On a related note, I believe that the reason syslog-ng handles this volume with little or no loss is related directly to how the daemon queues up packets and writes the data to disk in blocks instead of making a single write() call per message. I'll post the relevant sections of my syslog-ng.conf if there is interest.
Two additional Questions:
what are your network specs : bandwith client -> loghost ?
All of the sources are in the same physical facility, connected to the loghost via a dedicated 100/Full interface to a switch which only serves the loghost. Currently this is a 2924 switch, soon to be replaced with a 3524. Even at peak moments, the actual bandwidth seldom exceeds 5 megabits -- the real issue seems to be PPS.
and are you seeing traces of dropped messages on the clients or the server ?

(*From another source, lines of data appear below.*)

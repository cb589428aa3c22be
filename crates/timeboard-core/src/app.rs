use tracing::{
  debug,
  info,
  warn
};

use crate::cards::CardRenderer;
use crate::controller::{
  apply_mode,
  select_mode
};
use crate::model::{
  CategoryRecord,
  Granularity
};
use crate::persistence::{
  KeyValueStore,
  ModePersistence
};
use crate::source::{
  DataSource,
  fetch_categories
};
use crate::surface::DashboardSurface;

/// What a bootstrap run did.
#[derive(
  Debug, Clone, PartialEq, Eq,
)]
pub struct BootReport {
  /// Cards injected, or `None` when the
  /// data could not be loaded.
  pub cards_rendered: Option<usize>,
  pub buttons_wired:  usize,
  pub initial_mode:   Granularity
}

/// The widget: a page surface, mode
/// storage, and the click table that
/// routes button presses to
/// `select_mode`.
#[derive(Debug)]
pub struct Dashboard<D, S> {
  surface:     D,
  persistence: ModePersistence<S>,
  renderer:    CardRenderer,
  handlers:    Vec<Option<Granularity>>,
  active:      Option<Granularity>
}

impl<D, S> Dashboard<D, S>
where
  D: DashboardSurface,
  S: KeyValueStore
{
  pub fn new(
    surface: D,
    persistence: ModePersistence<S>,
    renderer: CardRenderer
  ) -> Self {
    Self {
      surface,
      persistence,
      renderer,
      handlers: Vec::new(),
      active: None
    }
  }

  pub fn surface(&self) -> &D {
    &self.surface
  }

  pub fn persistence(
    &self
  ) -> &ModePersistence<S> {
    &self.persistence
  }

  pub fn active(
    &self
  ) -> Option<Granularity> {
    self.active
  }

  pub fn into_parts(
    self
  ) -> (D, ModePersistence<S>) {
    (self.surface, self.persistence)
  }

  /// Fetch, render, wire, restore. A
  /// failed fetch only skips rendering.
  #[tracing::instrument(skip_all)]
  pub async fn bootstrap<F>(
    &mut self,
    source: &F
  ) -> BootReport
  where
    F: DataSource
  {
    let records =
      fetch_categories(source).await;

    let cards_rendered = match records {
      | Some(records) => {
        Some(self.load_cards(&records))
      }
      | None => {
        warn!(
          "no dashboard data; leaving \
           grid untouched"
        );
        None
      }
    };

    let buttons_wired = self.wire_buttons();
    let initial_mode = self.restore_mode();

    info!(
      ?cards_rendered,
      buttons_wired,
      %initial_mode,
      "dashboard ready"
    );

    BootReport {
      cards_rendered,
      buttons_wired,
      initial_mode
    }
  }

  pub fn load_cards(
    &mut self,
    records: &[CategoryRecord]
  ) -> usize {
    let html =
      self.renderer.render_all(records);
    self.surface.inject_cards(&html);
    records.len()
  }

  /// Builds the click table from the
  /// buttons currently on the surface.
  pub fn wire_buttons(&mut self) -> usize {
    self.handlers =
      self.surface.button_modes();
    for (index, mode) in
      self.handlers.iter().enumerate()
    {
      if mode.is_none() {
        warn!(
          index,
          "menu button has no usable \
           mode; clicks will be ignored"
        );
      }
    }
    self.handlers.len()
  }

  /// Applies the persisted mode without
  /// writing it back.
  pub fn restore_mode(
    &mut self
  ) -> Granularity {
    let mode = self.persistence.read();
    apply_mode(mode, &mut self.surface);
    self.active = Some(mode);
    mode
  }

  /// Click on the button at `index`.
  /// Returns the mode it switched to, or
  /// `None` when nothing is bound there.
  pub fn click(
    &mut self,
    index: usize
  ) -> Option<Granularity> {
    let mode =
      self.handlers.get(index).copied()??;
    self.select(mode);
    Some(mode)
  }

  pub fn select(
    &mut self,
    mode: Granularity
  ) {
    debug!(
      from = ?self.active,
      to = %mode,
      "switching mode"
    );
    select_mode(
      mode,
      &mut self.surface,
      &mut self.persistence
    );
    self.active = Some(mode);
  }
}

#[cfg(test)]
mod tests {
  use super::*;
  use crate::persistence::{
    MODE_STORAGE_KEY,
    MemoryStore
  };
  use crate::surface::MemorySurface;

  fn dashboard(
    store: MemoryStore
  ) -> Dashboard<MemorySurface, MemoryStore>
  {
    Dashboard::new(
      MemorySurface::standard(),
      ModePersistence::new(store),
      CardRenderer::default()
    )
  }

  #[test]
  fn clicks_before_wiring_are_ignored() {
    let mut dash =
      dashboard(MemoryStore::new());
    assert_eq!(dash.click(0), None);
    assert!(
      dash.surface().selected_modes().is_empty()
    );
  }

  #[test]
  fn restore_does_not_persist() {
    let mut dash =
      dashboard(MemoryStore::new());
    dash.wire_buttons();
    assert_eq!(
      dash.restore_mode(),
      Granularity::Weekly
    );
    assert_eq!(
      dash
        .persistence()
        .store()
        .get_item(MODE_STORAGE_KEY)
        .expect("memory store"),
      None
    );
  }

  #[test]
  fn click_routes_to_button_mode() {
    let mut dash = dashboard(
      MemoryStore::new()
        .with_item(MODE_STORAGE_KEY, "monthly")
    );
    dash.wire_buttons();
    dash.restore_mode();
    assert_eq!(
      dash.active(),
      Some(Granularity::Monthly)
    );

    assert_eq!(
      dash.click(0),
      Some(Granularity::Daily)
    );
    assert_eq!(
      dash.active(),
      Some(Granularity::Daily)
    );
    assert_eq!(dash.click(7), None);
    assert_eq!(
      dash.persistence().read(),
      Granularity::Daily
    );
  }
}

I've done some primitive load testing with sending UDP syslog packets each containing a monotonically increasing sequence number, and the limiting factor when using UDP seems to be related to packets-per-second rather than bandwidth. From 'netstat -s', I see about 200,000 packets/year logged as "dropped due to full socket buffers". I've tuned the value of net.inet.udp.recvspace as high as it can safely be set. From the overall volume, this works out to about %0.001 loss. Kevin Kadow
Hi Kevin,
instead of making a single write() call per message. I'll post the relevant sections of my syslog-ng.conf if there is interest.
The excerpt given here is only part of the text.